1 ...6 7 8 10 11 12 ...19 Eine Erklärung erhielt sie nach ein paar Monaten durch reinen Zufall: Miss John hatte ihr versprochen, ihr für eine Hausaufgabe ein Lehrbuch zu leihen und sie aufgefordert, am Nachmittag bei ihr vorbeizukommen. Als Charly an Miss Johns Tür klopfte und diese sich von innen öffnete, fand sie sich zu ihrem Erstaunen Miss Delaney, der Krankenschwester, gegenüber. „Oh, verzeihen Sie“, setzte Charly an, „ich dachte, dies sei Miss Johns Zimmer.“
Miss Delaney lächelte freundlich. „Du bist schon richtig“, antwortete sie, „ich hol sie gleich.“ Dann rief sie nach hinten in den Raum hinein: „Florence? Charly ist hier für dich.“
„Ich komme gleich“, rief Miss John, und als sie nach kurzer Zeit zur Tür kam, hatte sie das Buch in den Händen und übergab es Charly.
„Hast du dein Buch bekommen?“ fragte Mathilda, die lesend auf ihrem Bett lag, als Charly zurück in ihr gemeinsames Zimmer kam.
„Ja“, gab Charly knapp zur Antwort, und einer spontanen Eingebung folgend, sagte sie: „Ich wusste gar nicht, dass die Lehrerinnen sich auch ein Zimmer teilen müssen.“
Mathilda sah nicht von ihrem Buch auf. „Wie meinst du das?“ fragte sie nebensächlich.
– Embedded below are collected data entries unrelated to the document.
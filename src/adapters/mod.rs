//! Adapters implementing domain ports.
//!
//! This module contains infrastructure implementations of the traits defined
//! in the ports module. Following hexagonal architecture, adapters depend on
//! domain ports, not the other way around.

pub mod scripted;
pub mod stdio;

pub use scripted::ScriptedConsole;
pub use stdio::StdioConsole;
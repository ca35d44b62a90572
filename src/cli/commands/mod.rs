//! Command implementations for the parlor CLI

pub mod adventure;
pub mod tictactoe;
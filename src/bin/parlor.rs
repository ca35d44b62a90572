//! Parlor CLI - Console mini-games played over stdin/stdout
//!
//! This CLI provides a unified interface for:
//! - Playing two-player Tic-Tac-Toe on a 3x3 grid
//! - Playing a branching text adventure
//! - Exporting JSON transcripts of finished sessions

use anyhow::Result;
use clap::{Parser, Subcommand};

#[derive(Parser)]
#[command(name = "parlor")]
#[command(version, about = "Console mini-games over stdin/stdout", long_about = None)]
struct Cli {
    #[command(subcommand)]
    command: Commands,
}

#[derive(Subcommand)]
enum Commands {
    /// Play a two-player Tic-Tac-Toe game
    Tictactoe(parlor::cli::commands::tictactoe::TictactoeArgs),

    /// Play the branching text adventure
    Adventure(parlor::cli::commands::adventure::AdventureArgs),
}

fn main() -> Result<()> {
    let cli = Cli::parse();

    match cli.command {
        Commands::Tictactoe(args) => parlor::cli::commands::tictactoe::execute(args),
        Commands::Adventure(args) => parlor::cli::commands::adventure::execute(args),
    }
}
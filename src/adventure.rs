//! Branching text-adventure engine

pub mod script;
pub mod session;
pub mod tree;

pub use script::ORK_ASSAULT;
pub use session::{StorySession, StorySummary};
pub use tree::{ChoiceArm, Ending, History, NodeKind, Story, StoryNode, StoryTree, Tone};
„Als ich gerade bei Miss John geklopft habe, hat Miss Delaney die Tür geöffnet. Sie wohnen offenbar im selben Zimmer.“
Blitzschnell huschten Mathildas Augen von ihrem Buch zu Charly und wieder zurück. Sie las bis zum Ende der Seite und blätterte um, ehe sie sagte: „Ja, die beiden wohnen zusammen.“
„Müssen sie sich ein Zimmer teilen?“ fragte Charly weiter. „Ich hätte gedacht, dass genug Platz ist, dass jede ihr eigenes bekommt.“
„Sie müssen nicht“, antwortete Mathilda. Sie sagte es beiläufig, aber etwas in ihrem Tonfall sagte Charly, dass es noch mehr zu wissen gab. Sie wartete ab, ob Mathilda weitersprechen würde.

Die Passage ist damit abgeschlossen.